Security & Privacy on the Blockchain (affiliated with Euro S&P)
Cryptocurrencies have emerged as a promising instrument for financial transaction services that provide transparency and integrity in a decentralized fashion. Their clever combination of blockchains with new incentive mechanisms facilitate publicly verifiable and peer-to-peer transactions without a trusted central party. As a result, they have caught the attention of academic researchers, mainstream media, regulators, entrepreneurs and traditional financial institutions. As a subject for academic research, the global and self-enforcing nature of blockchains raises interesting questions and challenges across several disciplines including computer science, law, economic and human-computer interaction.
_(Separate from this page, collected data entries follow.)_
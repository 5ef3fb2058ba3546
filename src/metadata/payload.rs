//! Embedded world payload carried in the EXIF MakerNote.
//!
//! Some capture tools write a JSON document describing the virtual world a
//! screenshot was taken in. It arrives either HTML-escaped (`&quot;` for
//! quotes) or base64-encoded:
//!
//! ```json
//! {
//!   "room": {
//!     "world_id": "wrld_…",
//!     "world_name": "The Great Pug",
//!     "organizer": "usr_…",
//!     "permission": "friends"
//!   },
//!   "players": ["alice", "bob"]
//! }
//! ```

use base64::{Engine, prelude::BASE64_STANDARD};
use serde::{Deserialize, Serialize};
use thiserror::Error;

#[derive(Error, Debug)]
pub enum PayloadError {
    #[error("base64 decode failed: {0}")]
    Base64(#[from] base64::DecodeError),
    #[error("payload is not UTF-8: {0}")]
    Utf8(#[from] std::string::FromUtf8Error),
    #[error("payload JSON invalid: {0}")]
    Json(#[from] serde_json::Error),
}

/// Visibility of the world instance.
#[derive(Debug, Clone, Copy, PartialEq, Eq, Serialize, Deserialize)]
pub enum Permission {
    #[serde(rename = "private")]
    Private,
    #[serde(rename = "private+")]
    PrivatePlus,
    #[serde(rename = "friends")]
    Friends,
    #[serde(rename = "hidden")]
    Hidden,
    #[serde(rename = "group")]
    Group,
    #[serde(rename = "public")]
    Public,
}

impl std::fmt::Display for Permission {
    fn fmt(&self, f: &mut std::fmt::Formatter<'_>) -> std::fmt::Result {
        let name = match self {
            Permission::Private => "private",
            Permission::PrivatePlus => "private+",
            Permission::Friends => "friends",
            Permission::Hidden => "hidden",
            Permission::Group => "group",
            Permission::Public => "public",
        };
        f.write_str(name)
    }
}

#[derive(Debug, Clone, PartialEq, Eq, Deserialize)]
pub struct Room {
    pub world_id: String,
    pub world_name: String,
    pub organizer: Option<String>,
    pub permission: Option<Permission>,
}

#[derive(Debug, Clone, PartialEq, Eq, Deserialize)]
pub struct WorldPayload {
    pub room: Room,
    #[serde(default)]
    pub players: Vec<String>,
}

impl WorldPayload {
    /// `world:<name>` followed by `player:<id>` for each distinct player,
    /// in first-seen order.
    pub fn tags(&self) -> Vec<String> {
        let mut tags = vec![format!("world:{}", self.room.world_name)];
        let mut seen: Vec<&str> = Vec::new();
        for player in &self.players {
            if !seen.contains(&player.as_str()) {
                seen.push(player);
                tags.push(format!("player:{player}"));
            }
        }
        tags
    }
}

/// Decode a MakerNote payload string.
pub fn decode_payload(raw: &str) -> Result<WorldPayload, PayloadError> {
    let json = if raw.contains("&quot;") {
        raw.replace("&quot;", "\"")
    } else {
        let compact: String = raw.chars().filter(|c| !c.is_whitespace()).collect();
        String::from_utf8(BASE64_STANDARD.decode(compact)?)?
    };
    Ok(serde_json::from_str(&json)?)
}

#[cfg(test)]
mod tests {
    use super::*;

    const JSON: &str = r#"{"room":{"world_id":"wrld_1","world_name":"Pug","organizer":"usr_9","permission":"private+"},"players":["alice","bob","alice"]}"#;

    #[test]
    fn decodes_html_escaped_payload() {
        let escaped = JSON.replace('"', "&quot;");
        let payload = decode_payload(&escaped).unwrap();
        assert_eq!(payload.room.world_id, "wrld_1");
        assert_eq!(payload.room.permission, Some(Permission::PrivatePlus));
    }

    #[test]
    fn decodes_base64_payload() {
        let encoded = BASE64_STANDARD.encode(JSON);
        let payload = decode_payload(&encoded).unwrap();
        assert_eq!(payload.room.world_name, "Pug");
        assert_eq!(payload.room.organizer.as_deref(), Some("usr_9"));
    }

    #[test]
    fn tags_dedupe_players_in_order() {
        let payload = decode_payload(&BASE64_STANDARD.encode(JSON)).unwrap();
        assert_eq!(
            payload.tags(),
            vec!["world:Pug", "player:alice", "player:bob"]
        );
    }

    #[test]
    fn bad_base64_is_reported() {
        assert!(matches!(
            decode_payload("not base64 at all!"),
            Err(PayloadError::Base64(_))
        ));
    }

    #[test]
    fn malformed_json_is_reported() {
        let encoded = BASE64_STANDARD.encode(r#"{"room": {}}"#);
        assert!(matches!(decode_payload(&encoded), Err(PayloadError::Json(_))));
    }

    #[test]
    fn unknown_permission_is_rejected() {
        let escaped = JSON.replace("private+", "secret").replace('"', "&quot;");
        assert!(matches!(decode_payload(&escaped), Err(PayloadError::Json(_))));
    }
}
Our workshop focuses on a wide-range of topics ranging from the scalability of cryptocurrencies, achieving and evaluating financial privacy in public blockchains, permissioning access to blockchains to satisfy regulatory requirements, aligning honest behaviour in blockchain ecosystems and smart contracts through the application of game theory and mechanism design, and the critical analysis of various applications of blockchain to other domains.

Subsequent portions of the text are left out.